(Collected data)
• • • •
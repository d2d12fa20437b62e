use crate::output;
use anyhow::Result;
use diskprobe_smart::{
    Error as SmartError, HEALTH_LABELS, OFFLINE_STATUS_LABELS, SELF_TEST_LABELS, SmartConfig,
    Smartctl, check_each, evaluate_health, evaluate_offline_status, evaluate_self_tests,
    resolve_devices,
};
use diskprobe_types::{CheckLabels, DeviceVerdict, RunVerdict, Severity, aggregate_verdicts};

pub fn handle_health(config: &SmartConfig, verbose: bool) -> Result<Severity> {
    run_check(config, verbose, &HEALTH_LABELS, |tool, device| {
        evaluate_health(tool, device)
    })
}

pub fn handle_status(config: &SmartConfig, verbose: bool) -> Result<Severity> {
    run_check(config, verbose, &OFFLINE_STATUS_LABELS, |tool, device| {
        evaluate_offline_status(tool, device)
    })
}

pub fn handle_tests(config: &SmartConfig, verbose: bool) -> Result<Severity> {
    run_check(config, verbose, &SELF_TEST_LABELS, |tool, device| {
        evaluate_self_tests(tool, config, device)
    })
}

/// Shared SMART check skeleton: resolve the fleet, drain it one device at a
/// time, aggregate, print. Failing to resolve any devices is a
/// configuration problem (WARNING), not a detected fault.
fn run_check<F>(
    config: &SmartConfig,
    verbose: bool,
    labels: &CheckLabels,
    evaluate: F,
) -> Result<Severity>
where
    F: Fn(&Smartctl, &str) -> DeviceVerdict,
{
    let devices = match resolve_devices(config) {
        Ok(devices) => devices,
        Err(err @ SmartError::NoDevices) => {
            let verdict = RunVerdict::warning(err.to_string());
            output::print_verdict(&verdict);
            return Ok(verdict.severity);
        }
    };

    let tool = Smartctl::from_config(config);
    let verdicts = check_each(devices, |device| evaluate(&tool, device));

    if verbose {
        output::print_device_detail(&verdicts);
    }

    let run = aggregate_verdicts(&verdicts, labels);
    output::print_verdict(&run);
    Ok(run.severity)
}
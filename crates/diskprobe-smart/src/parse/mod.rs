// Parsers for the smartctl report surfaces the checks consume.
// Each submodule handles one surface; classification heuristics are named
// functions so the judgement rules stay visible and testable.

pub mod health;
pub mod selftest;
pub mod status;

/// Shared failure heuristic: smartctl flags trouble with "fail"/"error"
/// wording inside otherwise free-form status texts.
pub fn indicates_failure(text: &str) -> bool {
    let lower = text.to_lowercase();
    lower.contains("fail") || lower.contains("error")
}
use std::fmt;

/// Validated warning/critical percentage pair for usage-style checks.
///
/// Both bounds are percentages in (0, 100]; warning must sit strictly below
/// critical. Construction is the only way in, so a held value is always
/// coherent.
#[derive(Debug, Clone, Copy, PartialEq)]
pub struct Thresholds {
    warning: f64,
    critical: f64,
}

/// Why a warning/critical pair was rejected.
#[derive(Debug, Clone, Copy, PartialEq, Eq)]
pub enum ThresholdError {
    WarningNotPositive,
    CriticalNotPositive,
    WarningNotBelowCritical,
}

impl fmt::Display for ThresholdError {
    fn fmt(&self, f: &mut fmt::Formatter<'_>) -> fmt::Result {
        match self {
            ThresholdError::WarningNotPositive => {
                write!(f, "--warning is required and must be greater than 0")
            }
            ThresholdError::CriticalNotPositive => {
                write!(f, "--critical is required and must be greater than 0")
            }
            ThresholdError::WarningNotBelowCritical => {
                write!(f, "--warning must be less than --critical")
            }
        }
    }
}

impl std::error::Error for ThresholdError {}

impl Thresholds {
    pub fn new(warning: f64, critical: f64) -> Result<Self, ThresholdError> {
        if critical <= 0.0 {
            return Err(ThresholdError::CriticalNotPositive);
        }
        if warning <= 0.0 {
            return Err(ThresholdError::WarningNotPositive);
        }
        if warning >= critical {
            return Err(ThresholdError::WarningNotBelowCritical);
        }
        Ok(Self { warning, critical })
    }

    pub fn warning(&self) -> f64 {
        self.warning
    }

    pub fn critical(&self) -> f64 {
        self.critical
    }

    /// Judge a usage percentage against the pair.
    pub fn classify(&self, used_percent: f64) -> crate::Severity {
        if used_percent >= self.critical {
            crate::Severity::Critical
        } else if used_percent >= self.warning {
            crate::Severity::Warning
        } else {
            crate::Severity::Ok
        }
    }
}

#[cfg(test)]
mod tests {
    use super::*;
    use crate::Severity;

    #[test]
    fn valid_pair_classifies_by_band() {
        let thresholds = Thresholds::new(85.0, 95.0).unwrap();
        assert_eq!(thresholds.classify(50.0), Severity::Ok);
        assert_eq!(thresholds.classify(85.0), Severity::Warning);
        assert_eq!(thresholds.classify(94.99), Severity::Warning);
        assert_eq!(thresholds.classify(95.0), Severity::Critical);
    }

    #[test]
    fn critical_is_validated_before_warning() {
        assert_eq!(
            Thresholds::new(0.0, 0.0).unwrap_err(),
            ThresholdError::CriticalNotPositive
        );
        assert_eq!(
            Thresholds::new(0.0, 95.0).unwrap_err(),
            ThresholdError::WarningNotPositive
        );
    }

    #[test]
    fn warning_must_sit_below_critical() {
        assert_eq!(
            Thresholds::new(95.0, 95.0).unwrap_err(),
            ThresholdError::WarningNotBelowCritical
        );
        assert_eq!(
            Thresholds::new(96.0, 95.0).unwrap_err(),
            ThresholdError::WarningNotBelowCritical
        );
    }

    #[test]
    fn error_messages_name_the_flag() {
        assert_eq!(
            ThresholdError::WarningNotBelowCritical.to_string(),
            "--warning must be less than --critical"
        );
    }
}
pub mod disk_usage;
pub mod fstab_mounts;
pub mod metrics;
pub mod smart;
• • • •
• [Work task]: Which lines of the data include the string "output"? Copy each of them.

• [Written response]:
use crate::output;
            output::print_verdict(&verdict);
        output::print_device_detail(&verdicts);
    output::print_verdict(&run);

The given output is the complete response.